Suspension of Liquidation
In accordance with section 773(d) of Tariff Act, the Department is
directing the U.S. Customs Service to suspend liquidation of all
entries of stranded wire from Mexico having a lay or twist of not more
than 1 revolution for a length equal to the strand diameter multiplied
by 8.5, that are entered, or withdrawn from warehouse, for consumption
on or after the date of publication of this notice in the Federal
Register.
The merchandise subject to suspension of liquidation is wire strand
of the kind used in the production of steel wire rope, as defined in
the ``Scope of the Anticircumvention Inquiry'' section of this notice.
The U.S. Customs Service shall require a cash deposit or posting of
bond in the amount of 111.68 percent. This suspension of liquidation
will remain in effect until further notice.
Notification of the International Trade Commission
The Department, consistent with section 781(e) of the Tariff Act,
will notify the ITC of this preliminary determination to include the
merchandise subject to this inquiry within the antidumping duty order
on steel wire rope from Mexico. Pursuant to section 781(e) of the
Tariff Act, the ITC may request consultations concerning the
Department's proposed inclusion of the subject merchandise. If, after
consultations, the ITC believes that a significant injury issue is
presented by the proposed inclusion, the ITC may provide written advice
to the Department. In such a case, the ITC will have 60 days to provide
written advice to the Department.
Public Comment
Interested parties may request disclosure within 5 days of the date
of publication of this determination, and may request a hearing within
10 days of publication. Case briefs and/or written comments from
interested parties may be submitted no later than 30 days after the
date of publication of this notice. Rebuttal briefs and rebuttals to
comments, limited to issues raised in those briefs or comments, may be
filed no later than 37 days after publication of this notice.

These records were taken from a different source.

//! Commands attached to resolved code lenses

use std::path::Path;

use serde_json::{Value, json};
use tower_lsp::lsp_types::{Command, Range, Url};

use crate::lsp::lens::Resolution;

pub const UPDATE_DEPENDENCY: &str = "versionlens.updateDependency";
pub const OPEN_LINK: &str = "versionlens.openLink";
pub const SHOW_VERSION_LENSES: &str = "versionlens.showVersionLenses";
pub const HIDE_VERSION_LENSES: &str = "versionlens.hideVersionLenses";
pub const SHOW_DEPENDENCY_STATUSES: &str = "versionlens.showDependencyStatuses";
pub const HIDE_DEPENDENCY_STATUSES: &str = "versionlens.hideDependencyStatuses";

/// Informational lenses carry no command id
const NO_COMMAND: &str = "";

/// Every command the server executes through `workspace/executeCommand`
pub fn supported_commands() -> Vec<String> {
    [
        UPDATE_DEPENDENCY,
        OPEN_LINK,
        SHOW_VERSION_LENSES,
        HIDE_VERSION_LENSES,
        SHOW_DEPENDENCY_STATUSES,
        HIDE_DEPENDENCY_STATUSES,
    ]
    .into_iter()
    .map(str::to_string)
    .collect()
}

#[derive(Debug, Clone, PartialEq)]
pub enum LensCommand {
    /// Replace the declared version with `text`
    Update {
        title: String,
        uri: Url,
        range: Range,
        text: String,
    },
    OpenLink {
        title: String,
        url: String,
    },
    Info {
        title: String,
    },
}

impl LensCommand {
    /// Build the command for a resolved dependency
    ///
    /// `uri` and `range` locate the declared version, `project_dir` anchors
    /// `file:` links.
    pub fn from_resolution(
        resolution: &Resolution,
        uri: &Url,
        range: Range,
        project_dir: Option<&Path>,
    ) -> Self {
        match resolution {
            Resolution::GitHub { repo, reference } => LensCommand::OpenLink {
                title: match reference {
                    Some(reference) => format!("github: {}#{}", repo, reference),
                    None => format!("github: {}", repo),
                },
                url: format!("https://github.com/{}", repo),
            },
            Resolution::File { path } => {
                let target = project_dir
                    .map(|dir| dir.join(path))
                    .and_then(|target| Url::from_file_path(target).ok());
                match target {
                    Some(target) => LensCommand::OpenLink {
                        title: format!("file: {}", path),
                        url: target.to_string(),
                    },
                    None => LensCommand::info(format!("file: {}", path)),
                }
            }
            Resolution::NotFound => LensCommand::info("package not found"),
            Resolution::Unavailable => LensCommand::info("registry unavailable"),
            Resolution::NotSupported => LensCommand::info("not supported"),
            Resolution::Tagged { tag, version } => LensCommand::info(match version {
                Some(version) => format!("tag {}: {}", tag, version),
                None => format!("tag {}", tag),
            }),
            Resolution::Invalid => LensCommand::info("invalid version"),
            Resolution::NoMatch => LensCommand::info("no match"),
            Resolution::MatchesPrerelease { version } => {
                LensCommand::info(format!("prerelease {}", version))
            }
            Resolution::MatchesLatest { latest } => {
                LensCommand::info(format!("latest {}", latest))
            }
            Resolution::SatisfiesLatest { latest } => {
                LensCommand::info(format!("satisfies latest {}", latest))
            }
            Resolution::Fixed { latest } => LensCommand::Update {
                title: format!("fixed, update to {}", latest),
                uri: uri.clone(),
                range,
                text: latest.clone(),
            },
            Resolution::Update { latest, text } => LensCommand::Update {
                title: format!("latest {}, update to {}", latest, text),
                uri: uri.clone(),
                range,
                text: text.clone(),
            },
        }
    }

    fn info(title: impl Into<String>) -> Self {
        LensCommand::Info {
            title: title.into(),
        }
    }

    pub fn title(&self) -> &str {
        match self {
            LensCommand::Update { title, .. }
            | LensCommand::OpenLink { title, .. }
            | LensCommand::Info { title } => title,
        }
    }
}

impl From<LensCommand> for Command {
    fn from(command: LensCommand) -> Self {
        match command {
            LensCommand::Update {
                title,
                uri,
                range,
                text,
            } => Command {
                title,
                command: UPDATE_DEPENDENCY.to_string(),
                arguments: Some(vec![json!(uri), json!(range), Value::String(text)]),
            },
            LensCommand::OpenLink { title, url } => Command {
                title,
                command: OPEN_LINK.to_string(),
                arguments: Some(vec![Value::String(url)]),
            },
            LensCommand::Info { title } => Command {
                title,
                command: NO_COMMAND.to_string(),
                arguments: None,
            },
        }
    }
}

/// Arguments of `versionlens.updateDependency`
pub fn parse_update_arguments(arguments: &[Value]) -> Option<(Url, Range, String)> {
    let [uri, range, text] = arguments else {
        return None;
    };

    let uri = serde_json::from_value(uri.clone()).ok()?;
    let range = serde_json::from_value(range.clone()).ok()?;
    let text = text.as_str()?.to_string();

    Some((uri, range, text))
}

/// Argument of `versionlens.openLink`
pub fn parse_open_link_arguments(arguments: &[Value]) -> Option<Url> {
    let [url] = arguments else {
        return None;
    };

    Url::parse(url.as_str()?).ok()
}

Any
hearing, if requested, will be held 44 days after publication of this
notice. The Department will publish the final determination with
respect to the circumvention inquiry, including the results of its
analysis of any written comments.
This preliminary affirmative circumvention determination is in
accordance with section 781(a) of the Tariff Act and 19 CFR 353.29(e).
Dated: May 19, 1994.
Susan G. Esserman,
Assistant Secretary for Import Administration.